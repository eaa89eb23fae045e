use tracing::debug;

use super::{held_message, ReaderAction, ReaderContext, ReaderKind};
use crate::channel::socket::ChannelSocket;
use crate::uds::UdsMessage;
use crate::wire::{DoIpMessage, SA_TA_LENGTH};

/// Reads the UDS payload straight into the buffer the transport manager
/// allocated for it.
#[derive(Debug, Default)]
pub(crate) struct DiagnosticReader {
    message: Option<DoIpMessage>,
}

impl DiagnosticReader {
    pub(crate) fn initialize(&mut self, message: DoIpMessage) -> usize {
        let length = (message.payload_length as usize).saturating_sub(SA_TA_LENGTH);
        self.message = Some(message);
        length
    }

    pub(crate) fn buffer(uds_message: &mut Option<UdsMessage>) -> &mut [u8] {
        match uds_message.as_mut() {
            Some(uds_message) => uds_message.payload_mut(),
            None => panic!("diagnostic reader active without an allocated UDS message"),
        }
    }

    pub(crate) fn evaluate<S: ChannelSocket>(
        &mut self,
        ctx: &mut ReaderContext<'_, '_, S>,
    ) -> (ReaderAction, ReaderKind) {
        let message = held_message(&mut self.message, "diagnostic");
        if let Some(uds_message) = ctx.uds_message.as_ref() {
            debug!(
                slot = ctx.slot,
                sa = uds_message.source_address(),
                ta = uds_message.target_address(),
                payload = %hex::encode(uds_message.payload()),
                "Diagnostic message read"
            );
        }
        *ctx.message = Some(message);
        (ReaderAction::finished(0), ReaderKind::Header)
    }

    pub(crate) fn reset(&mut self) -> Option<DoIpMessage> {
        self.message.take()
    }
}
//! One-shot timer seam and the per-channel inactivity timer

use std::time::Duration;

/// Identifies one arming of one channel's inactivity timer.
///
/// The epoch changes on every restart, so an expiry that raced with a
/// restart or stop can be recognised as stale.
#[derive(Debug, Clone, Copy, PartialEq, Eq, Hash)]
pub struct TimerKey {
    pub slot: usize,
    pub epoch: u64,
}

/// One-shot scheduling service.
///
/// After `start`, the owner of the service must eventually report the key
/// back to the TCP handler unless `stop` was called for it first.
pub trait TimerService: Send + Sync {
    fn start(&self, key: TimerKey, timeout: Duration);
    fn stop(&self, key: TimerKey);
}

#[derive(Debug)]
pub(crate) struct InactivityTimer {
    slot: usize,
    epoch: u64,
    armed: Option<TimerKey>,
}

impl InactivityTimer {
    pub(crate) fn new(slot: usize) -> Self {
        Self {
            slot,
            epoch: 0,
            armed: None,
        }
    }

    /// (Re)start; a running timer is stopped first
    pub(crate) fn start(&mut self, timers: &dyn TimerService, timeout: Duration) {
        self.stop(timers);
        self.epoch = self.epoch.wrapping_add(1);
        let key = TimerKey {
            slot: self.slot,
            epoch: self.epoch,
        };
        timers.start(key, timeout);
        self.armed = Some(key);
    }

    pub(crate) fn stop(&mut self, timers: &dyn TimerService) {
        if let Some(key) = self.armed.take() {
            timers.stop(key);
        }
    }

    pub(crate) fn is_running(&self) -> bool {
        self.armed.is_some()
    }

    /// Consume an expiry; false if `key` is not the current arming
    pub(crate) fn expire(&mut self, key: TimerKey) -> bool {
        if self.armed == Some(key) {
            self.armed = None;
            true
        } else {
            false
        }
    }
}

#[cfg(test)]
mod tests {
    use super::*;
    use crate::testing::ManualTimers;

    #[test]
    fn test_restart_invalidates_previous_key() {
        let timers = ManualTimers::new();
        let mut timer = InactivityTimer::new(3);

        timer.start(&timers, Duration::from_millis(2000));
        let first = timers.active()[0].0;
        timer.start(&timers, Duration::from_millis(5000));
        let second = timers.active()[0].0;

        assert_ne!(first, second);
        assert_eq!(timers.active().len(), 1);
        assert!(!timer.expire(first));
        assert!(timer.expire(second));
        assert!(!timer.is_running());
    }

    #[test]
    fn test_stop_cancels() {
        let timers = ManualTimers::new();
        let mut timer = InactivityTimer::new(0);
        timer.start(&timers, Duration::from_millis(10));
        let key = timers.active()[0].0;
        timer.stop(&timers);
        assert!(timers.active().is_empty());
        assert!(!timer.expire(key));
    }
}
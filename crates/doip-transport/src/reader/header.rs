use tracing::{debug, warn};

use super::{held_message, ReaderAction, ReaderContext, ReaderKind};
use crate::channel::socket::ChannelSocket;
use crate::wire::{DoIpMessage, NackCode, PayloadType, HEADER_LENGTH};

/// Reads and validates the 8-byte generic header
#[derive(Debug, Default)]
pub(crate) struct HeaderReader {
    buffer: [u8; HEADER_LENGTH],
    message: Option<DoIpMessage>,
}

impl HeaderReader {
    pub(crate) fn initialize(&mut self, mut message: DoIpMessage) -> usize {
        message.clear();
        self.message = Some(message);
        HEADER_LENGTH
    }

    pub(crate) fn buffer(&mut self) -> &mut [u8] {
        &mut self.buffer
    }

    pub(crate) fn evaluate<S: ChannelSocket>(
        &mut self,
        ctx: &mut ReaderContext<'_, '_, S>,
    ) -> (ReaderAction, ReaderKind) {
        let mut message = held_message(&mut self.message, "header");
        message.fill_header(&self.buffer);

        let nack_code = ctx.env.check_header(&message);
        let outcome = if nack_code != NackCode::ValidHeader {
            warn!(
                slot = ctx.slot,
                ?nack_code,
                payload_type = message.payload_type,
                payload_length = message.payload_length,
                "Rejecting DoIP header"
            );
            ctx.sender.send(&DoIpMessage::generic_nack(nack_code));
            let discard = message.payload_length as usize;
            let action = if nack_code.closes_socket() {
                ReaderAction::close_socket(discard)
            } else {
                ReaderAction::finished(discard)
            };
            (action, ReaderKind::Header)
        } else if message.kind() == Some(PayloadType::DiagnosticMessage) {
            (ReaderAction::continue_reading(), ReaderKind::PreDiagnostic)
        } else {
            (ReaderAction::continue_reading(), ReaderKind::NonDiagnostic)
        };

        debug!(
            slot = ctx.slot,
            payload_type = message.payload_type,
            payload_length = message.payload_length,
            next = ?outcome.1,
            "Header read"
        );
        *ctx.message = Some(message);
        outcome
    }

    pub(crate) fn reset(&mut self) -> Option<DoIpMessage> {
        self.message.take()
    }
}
· · · ·
> _TASK BRIEF_
If a line in the data above holds the string "derive", copy it.

> _EXERCISE RESPONSE_
#[derive(Debug, Default)]
#[derive(Debug, Clone, Copy, PartialEq, Eq, Hash)]
#[derive(Debug)]
#[derive(Debug, Default)]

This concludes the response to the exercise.